An online resource based on the award-winning nature guide

Snail and Slug Eggs

Snails and slugs are very similar, except for a slug’s lack of a shell.  Both are hermaphroditic, possessing male and female reproductive organs.  In some species an individual may behave as a male for a while, then as a female. In a few species, self-fertilization occurs. Some species mate and lay eggs in the spring, some in the fall. Most snails and slugs that hatch in the spring can begin egg laying in the fall. The eggs of both snails and slugs are tiny, white or cream-colored, round and laid in roughly one-inch diameter clusters of 30 or so eggs. Look for these clusters under rotting logs, where they are protected from drying out as well as from freezing.  (Remember to place the log back exactly as you found it.)

6 responses

  1. Thank you for all your posts I do enjoy them and try to share them with others

    October 26, 2012 at 12:56 pm

    • Thank you so much. I am gratified that you like my posts enough to share them, and appreciate your doing so. Mary

      October 26, 2012 at 1:10 pm

  2. Sarah Frankel

    Wow! So neat! I found eggs like these last year and never realized they were slug/snail eggs. I continually learn so many fun tid-bits to share with my students : )

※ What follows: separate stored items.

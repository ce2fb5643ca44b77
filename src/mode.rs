use crate::error::{PanelError, PanelResult};
use crate::model::Mode;
use crate::page::Page;
use serde::Serialize;

#[derive(Clone, Copy, Debug, PartialEq, Eq, Serialize)]
pub struct Visibility {
    pub sys: bool,
    pub modbus: bool,
    pub mqtt: bool,
    pub manual: bool,
}

impl Default for Visibility {
    fn default() -> Self {
        Self {
            sys: true,
            modbus: true,
            mqtt: true,
            manual: false,
        }
    }
}

pub fn visibility(mode: &Mode, manual_enabled: bool) -> Option<Visibility> {
    let visibility = match mode {
        Mode::Simulator => Visibility {
            sys: true,
            modbus: false,
            mqtt: false,
            manual: manual_enabled,
        },
        Mode::Standalone => Visibility {
            sys: true,
            modbus: true,
            mqtt: false,
            manual: false,
        },
        Mode::Subscriber => Visibility {
            sys: true,
            modbus: false,
            mqtt: true,
            manual: false,
        },
        Mode::Publisher => Visibility {
            sys: false,
            modbus: true,
            mqtt: true,
            manual: false,
        },
        Mode::Unknown(_) => return None,
    };
    Some(visibility)
}

/// Recomputes the page visibility from its mode selector. An unrecognized
/// mode is logged and leaves the previous visibility in place.
pub fn apply(page: &mut Page) -> PanelResult<Visibility> {
    let mode = page.selected_mode();
    match visibility(&mode, page.manual_enabled) {
        Some(next) => {
            page.visibility = next;
            Ok(next)
        }
        None => {
            tracing::warn!("Cannot derive visibility for mode '{mode}', keeping current layout");
            Err(PanelError::Policy(mode.to_string()))
        }
    }
}

pub fn latch_manual(page: &mut Page, loaded: &Mode) {
    if *loaded == Mode::Simulator {
        page.manual_enabled = true;
    }
}
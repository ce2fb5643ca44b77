use crate::config::AppConfig;
use crate::model::{DeviceConfig, ManualCommand, Mode, TelemetrySample};
use crate::page::Page;
use crate::simulator::ModeRunner;
use crate::sync;
use crate::ui;
use anyhow::{Context, Result};
use axum::extract::ws::{Message, WebSocket};
use axum::{
    Json, Router,
    extract::{State, WebSocketUpgrade},
    http::StatusCode,
    response::{Html, IntoResponse},
    routing::{get, post},
};
use std::collections::BTreeMap;
use std::net::SocketAddr;
use std::sync::Arc;
use tokio::net::TcpListener;
use tokio::sync::{RwLock, broadcast};
use tower_http::trace::TraceLayer;

#[derive(Clone)]
pub struct AppState {
    pub config: Arc<AppConfig>,
    pub device: Arc<RwLock<DeviceConfig>>,
    pub telemetry_tx: broadcast::Sender<TelemetrySample>,
    pub runner: Arc<ModeRunner>,
    pub manual_pins: Arc<RwLock<BTreeMap<String, bool>>>,
}

impl AppState {
    pub fn new(config: AppConfig, device: DeviceConfig) -> Self {
        let (telemetry_tx, _) = broadcast::channel(64);
        Self {
            config: Arc::new(config),
            device: Arc::new(RwLock::new(device)),
            runner: Arc::new(ModeRunner::new(telemetry_tx.clone())),
            telemetry_tx,
            manual_pins: Arc::new(RwLock::new(BTreeMap::new())),
        }
    }
}

pub fn router(state: AppState) -> Router {
    Router::new()
        .route("/", get(index))
        .route("/config", get(get_config).post(update_config))
        .route("/shutdown", post(shutdown))
        .route("/ws", get(ws_live))
        .layer(TraceLayer::new_for_http())
        .with_state(state)
}

pub async fn serve(state: AppState) -> Result<()> {
    let addr: SocketAddr = state
        .config
        .http_bind
        .parse()
        .with_context(|| format!("Invalid HTTP_BIND '{}'", state.config.http_bind))?;
    let listener = TcpListener::bind(&addr).await?;
    tracing::info!("Panel listening on http://{addr}");

    axum::serve(listener, router(state))
        .with_graceful_shutdown(graceful_shutdown())
        .await?;

    Ok(())
}

async fn graceful_shutdown() {
    let _ = tokio::signal::ctrl_c().await;
    tracing::info!("Shutting down http server");
}

async fn index(State(state): State<AppState>) -> Result<impl IntoResponse, (StatusCode, String)> {
    let config = state.device.read().await.clone();
    let document = serde_json::to_value(&config).map_err(|err| {
        (
            StatusCode::INTERNAL_SERVER_ERROR,
            format!("Failed to encode config: {err}"),
        )
    })?;
    let mut page = Page::device_layout();
    sync::populate(&mut page, &document).map_err(|err| {
        (
            StatusCode::INTERNAL_SERVER_ERROR,
            format!("Failed to build page: {err}"),
        )
    })?;
    Ok(Html(ui::render_html(&page)))
}

async fn get_config(State(state): State<AppState>) -> Json<DeviceConfig> {
    Json(state.device.read().await.clone())
}

async fn update_config(
    State(state): State<AppState>,
    Json(body): Json<DeviceConfig>,
) -> Result<impl IntoResponse, (StatusCode, String)> {
    tracing::info!("Updating config for mode {}", body.sys.mode);
    {
        let mut device = state.device.write().await;
        apply_update(&mut device, &body);
    }
    state.runner.start(&body.sys).await;
    Ok(StatusCode::OK)
}

/// Stores only the sections the posted mode uses.
pub fn apply_update(device: &mut DeviceConfig, update: &DeviceConfig) {
    match &update.sys.mode {
        Mode::Standalone => {
            device.sys = update.sys.clone();
            device.modbus = update.modbus.clone();
        }
        Mode::Simulator => {
            device.sys = update.sys.clone();
        }
        Mode::Subscriber => {
            device.sys = update.sys.clone();
            device.mqtt = update.mqtt.clone();
        }
        Mode::Publisher => {
            device.modbus = update.modbus.clone();
            device.mqtt = update.mqtt.clone();
        }
        Mode::Unknown(raw) => {
            tracing::warn!("Not storing anything for unknown mode '{raw}'");
        }
    }
}

async fn shutdown(State(state): State<AppState>) -> Result<impl IntoResponse, (StatusCode, String)> {
    let command = state.config.shutdown_command.clone();
    tokio::task::spawn_blocking(move || run_shutdown(&command))
        .await
        .map_err(|err| {
            (
                StatusCode::INTERNAL_SERVER_ERROR,
                format!("Task join error: {err}"),
            )
        })?
        .map_err(|err| {
            tracing::error!("Shutdown failed: {err:?}");
            (
                StatusCode::INTERNAL_SERVER_ERROR,
                format!("Shutdown failed: {err}"),
            )
        })?;

    tracing::info!("Shutdown requested via UI");
    Ok(StatusCode::ACCEPTED)
}

fn run_shutdown(command: &[String]) -> Result<()> {
    let (program, args) = command
        .split_first()
        .context("Shutdown command is empty")?;
    let status = std::process::Command::new(program)
        .args(args)
        .status()
        .with_context(|| format!("Failed to run {program}"))?;

    if status.success() {
        Ok(())
    } else {
        Err(anyhow::anyhow!("{program} exited with status {status}"))
    }
}

async fn ws_live(State(state): State<AppState>, ws: WebSocketUpgrade) -> impl IntoResponse {
    ws.on_upgrade(move |socket| handle_ws(socket, state))
}

async fn handle_ws(mut socket: WebSocket, state: AppState) {
    let mut rx = state.telemetry_tx.subscribe();
    loop {
        tokio::select! {
            sample = rx.recv() => match sample {
                Ok(sample) => {
                    let Some(payload) = encode_sample(&sample) else {
                        continue;
                    };
                    if socket.send(Message::Text(payload)).await.is_err() {
                        break;
                    }
                }
                Err(broadcast::error::RecvError::Lagged(skipped)) => {
                    tracing::debug!("Socket lagging, skipped {skipped} samples");
                }
                Err(broadcast::error::RecvError::Closed) => break,
            },
            incoming = socket.recv() => match incoming {
                Some(Ok(Message::Text(text))) => handle_command(&state, &text).await,
                Some(Ok(Message::Close(_))) | None => break,
                Some(Ok(_)) => {}
                Some(Err(err)) => {
                    tracing::debug!("Websocket failed: {err}");
                    break;
                }
            },
        }
    }
}

fn encode_sample(sample: &TelemetrySample) -> Option<String> {
    match serde_json::to_string(sample) {
        Ok(payload) => Some(payload),
        Err(err) => {
            tracing::debug!("Skipping sample that failed to encode: {err}");
            None
        }
    }
}

async fn handle_command(state: &AppState, text: &str) {
    match serde_json::from_str::<ManualCommand>(text) {
        Ok(command) => {
            tracing::info!(
                "Manual command: pin {} -> {}",
                command.pin,
                if command.enabled { "on" } else { "off" }
            );
            state
                .manual_pins
                .write()
                .await
                .insert(command.pin, command.enabled);
        }
        Err(err) => tracing::warn!("Ignoring socket message {text:?}: {err}"),
    }
}

#[cfg(test)]
mod tests {
    use super::*;

    fn update(mode: Mode) -> DeviceConfig {
        let mut config = DeviceConfig::default();
        config.sys.mode = mode;
        config.sys.alarm_pin = "X1".into();
        config.modbus.port = 9;
        config.mqtt.topic = "Other".into();
        config
    }

    #[test]
    fn update_stores_sections_for_mode() {
        let mut device = DeviceConfig::default();
        apply_update(&mut device, &update(Mode::Simulator));
        assert_eq!(device.sys.alarm_pin, "X1");
        assert_eq!(device.modbus.port, 1502);
        assert_eq!(device.mqtt.topic, "Power");

        let mut device = DeviceConfig::default();
        apply_update(&mut device, &update(Mode::Standalone));
        assert_eq!(device.sys.mode, Mode::Standalone);
        assert_eq!(device.modbus.port, 9);
        assert_eq!(device.mqtt.topic, "Power");

        let mut device = DeviceConfig::default();
        apply_update(&mut device, &update(Mode::Subscriber));
        assert_eq!(device.modbus.port, 1502);
        assert_eq!(device.mqtt.topic, "Other");
    }

    #[test]
    fn publisher_update_keeps_sys() {
        let mut device = DeviceConfig::default();
        apply_update(&mut device, &update(Mode::Publisher));
        assert_eq!(device.sys, DeviceConfig::default().sys);
        assert_eq!(device.modbus.port, 9);
        assert_eq!(device.mqtt.topic, "Other");
    }

    #[test]
    fn unknown_mode_update_changes_nothing() {
        let mut device = DeviceConfig::default();
        apply_update(&mut device, &update(Mode::Unknown("Turbo".into())));
        assert_eq!(device, DeviceConfig::default());
    }

    #[test]
    fn sample_encodes_with_dashboard_keys() {
        let sample = TelemetrySample {
            load: 70,
            pv: 30,
            grid: 40,
            status: "NA".into(),
        };
        let payload = encode_sample(&sample).unwrap();
        assert_eq!(
            serde_json::from_str::<serde_json::Value>(&payload).unwrap(),
            serde_json::json!({"load": 70, "PV": 30, "grid": 40, "status": "NA"})
        );
    }

    #[test]
    fn empty_shutdown_command_is_an_error() {
        assert!(run_shutdown(&[]).is_err());
    }
}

    October 27, 2012 at 2:06 pm

  3. Brooke Schnabel

    I want to thank you for your wonderful, wonderful site. Our family looks forward to it every day. I find that reading it is like a brief meditation on beauty. Again thank you!

    Brooke

    October 27, 2012 at 4:10 pm

    • Those are the nicest words anyone has ever written about my blog, Brooke. Thank you very much. Mary

      October 27, 2012 at 4:35 pm

  4. Rita St Germain

    the eggs are beautiful and a little icky at the same time!